Cette année fut celle de la naissance de ma dernière petite soeur. Quatre enfants nés en cinq ans, la méthode Ogino faisait des miracles en matière de contraception ! Très rapidement ma mère se mettra à la pilule, qui fera son apparition un an plus tard.

Je me souviens des suggestions pour le prénom de ce futur petit, dont personne ne connaissait le sexe, faute d'avoir inventé l'échographie. Nos parents nous demandaient notre avis, scrutant nos réactions. Si ça avait été un garçon ç'aurait été Bruno. Ce sera une fille, qui portera le nom d'une ville italienne. Je revois ce bébé que ma mère nous montrait depuis la fenêtre de la clinique et que mes yeux d'enfant ont cru voir agité dans le vide. J'ai eu peur qu'elle ne tombe...

Je revois son berceau. Très flous me reviennent les fragments cotonneux d'une mémoire oubliée. Presque rien. Je crois que j'étais bien plus intéressé par les jeux avec mon frère. Jeux de Lego ou de petites voitures sur les damiers en linoléum de notre chambre. Les bandes blanches étaient les routes, les carrés bleus des piscines, ou des lacs. Je retrouve la sensation de la surface froide et lisse sous mon ventre nu qui dépoussiérait le sol.

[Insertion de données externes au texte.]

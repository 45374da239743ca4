//! Atomic write operations.
//!
//! Data is written to a sibling temporary file, flushed, and renamed over the
//! target. On POSIX systems a rename within one filesystem is atomic, so the
//! target is never observed half-written. A crash may leave the `.tmp` file
//! behind; the target stays intact.

use crate::{JsonlWriter, Result};
use serde::Serialize;
use std::path::{Path, PathBuf};
use tokio::fs::File;
use tokio::io::AsyncWriteExt;

/// Atomically writes an iterator of values to a JSONL file.
///
/// # Errors
///
/// Returns an error if the temporary file cannot be created, a value fails to
/// serialize, or the rename fails. The original file is left unchanged.
///
/// # Examples
///
/// ```no_run
/// use rollover_jsonl::write_jsonl_atomic;
///
/// # async fn example() -> Result<(), Box<dyn std::error::Error>> {
/// let ids = ["cycle-1", "cycle-2"];
/// write_jsonl_atomic("history.jsonl", ids.iter()).await?;
/// # Ok(())
/// # }
/// ```
pub async fn write_jsonl_atomic<T, I, P>(path: P, values: I) -> Result<()>
where
    T: Serialize,
    I: IntoIterator<Item = T>,
    P: AsRef<Path>,
{
    let path = path.as_ref();
    let temp_path = make_temp_path(path);

    let write_result = async {
        let file = File::create(&temp_path).await?;
        let mut writer = JsonlWriter::new(file);
        writer.write_all(values).await?;
        writer.flush().await?;
        Ok::<(), crate::Error>(())
    }
    .await;

    finish(path, &temp_path, write_result).await
}

/// Atomically writes a single value as a pretty-printed JSON document.
///
/// # Errors
///
/// See [`write_jsonl_atomic`].
pub async fn write_json_atomic<T, P>(path: P, value: &T) -> Result<()>
where
    T: Serialize + ?Sized,
    P: AsRef<Path>,
{
    let path = path.as_ref();
    let temp_path = make_temp_path(path);

    let write_result = async {
        let mut bytes = serde_json::to_vec_pretty(value)?;
        bytes.push(b'\n');
        let mut file = File::create(&temp_path).await?;
        file.write_all(&bytes).await?;
        file.flush().await?;
        Ok::<(), crate::Error>(())
    }
    .await;

    finish(path, &temp_path, write_result).await
}

/// Renames the temp file into place, or cleans it up on failure.
async fn finish(path: &Path, temp_path: &Path, write_result: Result<()>) -> Result<()> {
    if let Err(e) = write_result {
        let _ = tokio::fs::remove_file(temp_path).await;
        return Err(e);
    }

    tokio::fs::rename(temp_path, path).await?;
    Ok(())
}

/// Creates the temporary path used for atomic writes.
///
/// `file.ext` becomes `file.ext.tmp`; `file` becomes `file.tmp`.
fn make_temp_path(path: &Path) -> PathBuf {
    let mut temp_path = path.to_path_buf();
    let new_extension = match path.extension() {
        Some(ext) => {
            let mut new_ext = ext.to_os_string();
            new_ext.push(".tmp");
            new_ext
        }
        None => std::ffi::OsString::from("tmp"),
    };
    temp_path.set_extension(new_extension);
    temp_path
}

#[cfg(test)]
mod tests {
    use super::*;
    use rstest::rstest;
    use serde::Deserialize;
    use tempfile::tempdir;

    #[derive(Debug, Serialize, Deserialize, PartialEq)]
    struct Record {
        id: u32,
        name: String,
    }

    #[rstest]
    #[case::with_extension("/path/to/cycle.json", "/path/to/cycle.json.tmp")]
    #[case::without_extension("/path/to/cycle", "/path/to/cycle.tmp")]
    #[case::multiple_extensions("/path/to/history.jsonl.bak", "/path/to/history.jsonl.bak.tmp")]
    #[case::relative("history.jsonl", "history.jsonl.tmp")]
    fn make_temp_path_appends_tmp(#[case] input: &str, #[case] expected: &str) {
        assert_eq!(make_temp_path(Path::new(input)), Path::new(expected));
    }

    #[tokio::test]
    async fn jsonl_write_replaces_existing_file() {
        let dir = tempdir().unwrap();
        let path = dir.path().join("history.jsonl");
        tokio::fs::write(&path, "stale\n").await.unwrap();

        let records = [
            Record {
                id: 1,
                name: "Alice".to_string(),
            },
            Record {
                id: 2,
                name: "Bob".to_string(),
            },
        ];
        write_jsonl_atomic(&path, records.iter()).await.unwrap();

        let content = tokio::fs::read_to_string(&path).await.unwrap();
        assert_eq!(
            content,
            "{\"id\":1,\"name\":\"Alice\"}\n{\"id\":2,\"name\":\"Bob\"}\n"
        );
        assert!(!make_temp_path(&path).exists());
    }

    #[tokio::test]
    async fn json_document_write_is_readable() {
        let dir = tempdir().unwrap();
        let path = dir.path().join("cycle.json");
        let record = Record {
            id: 7,
            name: "Carol".to_string(),
        };

        write_json_atomic(&path, &record).await.unwrap();

        let content = tokio::fs::read_to_string(&path).await.unwrap();
        let decoded: Record = serde_json::from_str(&content).unwrap();
        assert_eq!(decoded, record);
    }

    #[tokio::test]
    async fn failed_write_leaves_target_untouched() {
        let dir = tempdir().unwrap();
        let path = dir.path().join("missing").join("cycle.json");

        let result = write_json_atomic(&path, &1).await;

        assert!(result.is_err());
        assert!(!path.exists());
    }
}
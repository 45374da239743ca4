//! Integration tests for the rollover CLI.
//!
//! These tests run the built binary inside temporary directories.

use rstest::{fixture, rstest};
use std::path::Path;
use std::process::{Command, Output};
use tempfile::TempDir;

fn run_rollover_in_dir(dir: &Path, args: &[&str]) -> Output {
    Command::new(env!("CARGO_BIN_EXE_rollover"))
        .args(args)
        .current_dir(dir)
        .env("NO_COLOR", "1")
        .env_remove("RUST_LOG")
        .output()
        .expect("Failed to execute rollover")
}

fn stdout(output: &Output) -> String {
    String::from_utf8_lossy(&output.stdout).into_owned()
}

fn assert_success(output: &Output) {
    assert!(
        output.status.success(),
        "rollover failed: {}",
        String::from_utf8_lossy(&output.stderr)
    );
}

// ============================================================================
// Test Fixtures
// ============================================================================

#[fixture]
fn temp_dir() -> TempDir {
    TempDir::new().expect("Failed to create temp directory")
}

#[fixture]
fn initialized_dir() -> TempDir {
    let temp = TempDir::new().expect("Failed to create temp directory");
    let output = run_rollover_in_dir(temp.path(), &["init", "--milestone", "14 KW 23", "--quiet"]);
    assert_success(&output);
    temp
}

fn edit(dir: &Path, extra: &str) -> Output {
    run_rollover_in_dir(
        dir,
        &[
            "edit",
            "--total-tickets",
            "6",
            "--closed-tickets",
            "3",
            "--total-hours",
            "40",
            "--closed-hours",
            "18",
            "--extra-hours-closed",
            extra,
        ],
    )
}

// ============================================================================
// Init
// ============================================================================

#[rstest]
fn init_creates_repository(temp_dir: TempDir) {
    let output = run_rollover_in_dir(temp_dir.path(), &["init"]);
    assert_success(&output);
    assert!(stdout(&output).contains("Initialized rollover"));

    let dir = temp_dir.path().join(".rollover");
    assert!(dir.join("config.yaml").is_file());
    assert!(dir.join("cycle.json").is_file());
    assert!(dir.join("history.jsonl").is_file());
}

#[rstest]
fn init_twice_fails(initialized_dir: TempDir) {
    let output = run_rollover_in_dir(initialized_dir.path(), &["init"]);
    assert!(!output.status.success());
    assert!(String::from_utf8_lossy(&output.stderr).contains("already initialized"));
}

#[rstest]
fn commands_outside_repository_fail(temp_dir: TempDir) {
    let output = run_rollover_in_dir(temp_dir.path(), &["status"]);
    assert!(!output.status.success());
    assert!(String::from_utf8_lossy(&output.stderr).contains("rollover init"));
}

// ============================================================================
// Status and edit
// ============================================================================

#[rstest]
fn status_json_lists_steps(initialized_dir: TempDir) {
    let output = run_rollover_in_dir(initialized_dir.path(), &["status", "--json"]);
    assert_success(&output);

    let value: serde_json::Value = serde_json::from_str(&stdout(&output)).unwrap();
    assert_eq!(value["record"]["milestoneName"], "14 KW 23");
    assert_eq!(value["steps"][0]["step"], "end-cycle");
    assert_eq!(value["steps"][0]["status"], "available");
    assert_eq!(value["steps"][1]["status"], "locked");
}

#[rstest]
#[case::tickets_only("0", false)]
#[case::extra_hours("2.5", true)]
fn edit_raises_flags(initialized_dir: TempDir, #[case] extra: &str, #[case] survivors: bool) {
    assert_success(&edit(initialized_dir.path(), extra));

    let output = run_rollover_in_dir(initialized_dir.path(), &["status", "--json"]);
    let value: serde_json::Value = serde_json::from_str(&stdout(&output)).unwrap();
    assert_eq!(value["record"]["ended"], true);
    assert_eq!(value["record"]["survivorsSet"], survivors);
}

#[rstest]
fn edit_rejects_negative_hours(initialized_dir: TempDir) {
    let output = run_rollover_in_dir(
        initialized_dir.path(),
        &[
            "edit",
            "--total-tickets",
            "1",
            "--closed-tickets",
            "1",
            "--total-hours=-4",
            "--closed-hours",
            "1",
        ],
    );
    assert!(!output.status.success());
    assert!(String::from_utf8_lossy(&output.stderr).contains("Invalid edit"));
}

#[rstest]
fn reset_clears_flags_and_keeps_milestone(initialized_dir: TempDir) {
    assert_success(&edit(initialized_dir.path(), "0"));
    assert_success(&run_rollover_in_dir(initialized_dir.path(), &["reset"]));

    let output = run_rollover_in_dir(initialized_dir.path(), &["status", "--json"]);
    let value: serde_json::Value = serde_json::from_str(&stdout(&output)).unwrap();
    assert_eq!(value["record"]["ended"], false);
    assert_eq!(value["record"]["milestoneName"], "14 KW 23");
}

#[rstest]
fn summary_is_locked_before_prepare(initialized_dir: TempDir) {
    let output = run_rollover_in_dir(initialized_dir.path(), &["summary"]);
    assert!(!output.status.success());
    assert!(String::from_utf8_lossy(&output.stderr).contains("Cannot run"));
}

// ============================================================================
// History, export and import
// ============================================================================

#[rstest]
fn empty_history(initialized_dir: TempDir) {
    let output = run_rollover_in_dir(initialized_dir.path(), &["history"]);
    assert_success(&output);
    assert_eq!(stdout(&output), "No archived cycles.\n");
}

#[rstest]
fn forget_unknown_entry_fails(initialized_dir: TempDir) {
    let output = run_rollover_in_dir(initialized_dir.path(), &["forget", "cycle-missing"]);
    assert!(!output.status.success());
    assert!(String::from_utf8_lossy(&output.stderr).contains("cycle-missing"));
}

#[rstest]
fn export_then_replace_import(initialized_dir: TempDir, temp_dir: TempDir) {
    assert_success(&edit(initialized_dir.path(), "0"));
    let blob_path = temp_dir.path().join("blob.txt");
    let blob_arg = blob_path.to_str().unwrap();
    assert_success(&run_rollover_in_dir(
        initialized_dir.path(),
        &["export", "--output", blob_arg],
    ));

    let target = TempDir::new().unwrap();
    assert_success(&run_rollover_in_dir(target.path(), &["init", "--quiet"]));
    let output = run_rollover_in_dir(
        target.path(),
        &["import", blob_arg, "--strategy", "replace"],
    );
    assert_success(&output);
    assert!(stdout(&output).contains("Import complete"));

    let source_status = run_rollover_in_dir(initialized_dir.path(), &["status", "--json"]);
    let target_status = run_rollover_in_dir(target.path(), &["status", "--json"]);
    assert_eq!(stdout(&source_status), stdout(&target_status));
}

#[rstest]
fn import_rejects_garbage(initialized_dir: TempDir) {
    let blob_path = initialized_dir.path().join("garbage.txt");
    std::fs::write(&blob_path, "not a blob at all").unwrap();

    let output = run_rollover_in_dir(
        initialized_dir.path(),
        &["import", blob_path.to_str().unwrap(), "--strategy", "merge"],
    );
    assert!(!output.status.success());
    assert!(String::from_utf8_lossy(&output.stderr).contains("Malformed import"));
}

Le soir nous descendions en pyjama dans l'escalier de l'immeuble pour aller regarder la télé chez notre grand-père. Ce devait être "Bonne nuit les petits" , Pimprenelle et Nicolas endormis par le marchand de sable sur son nuage survolant une ville illuminée. J'entends encore la musique et la voix de Nounours.

Je crois que c'est à cet âge là que je suis tombé amoureux pour la première fois. Elle s'apellait Agnès. Mes émois étaient fort chastes et je me contentais du plaisir de jouer avec elle de temps en temps dans la cour de l'école.

Des films super 8 me permettent de raccorder mes souvenirs à ce support visuel. Vacances au bord de la Méditerranée, sur une plage aux vagues muettes. Repas de famille aux rires inaudibles.

C'est probablement cette année-là que j'ai été envoyé en colonie pendant une semaine, avec mon petit frère. Je garde le souvenir d'un dépaysement total et d'une inquiétude dans un environnement qui ne nous était pas familier. Je ressens encore mon malaise devant des comportements de vie en groupe que je ne connaissais pas. Je n'aimais pas. Des moments d'ennui. Quelques promenades dans un paysage inconnu. J'avais l'impression que nous étions très loin de chez nous, ne comprenant que bien des années plus tard que ce n'était qu'à une dizaine de kilomètres. Nous en sommes revenus tous les deux avec la varicelle.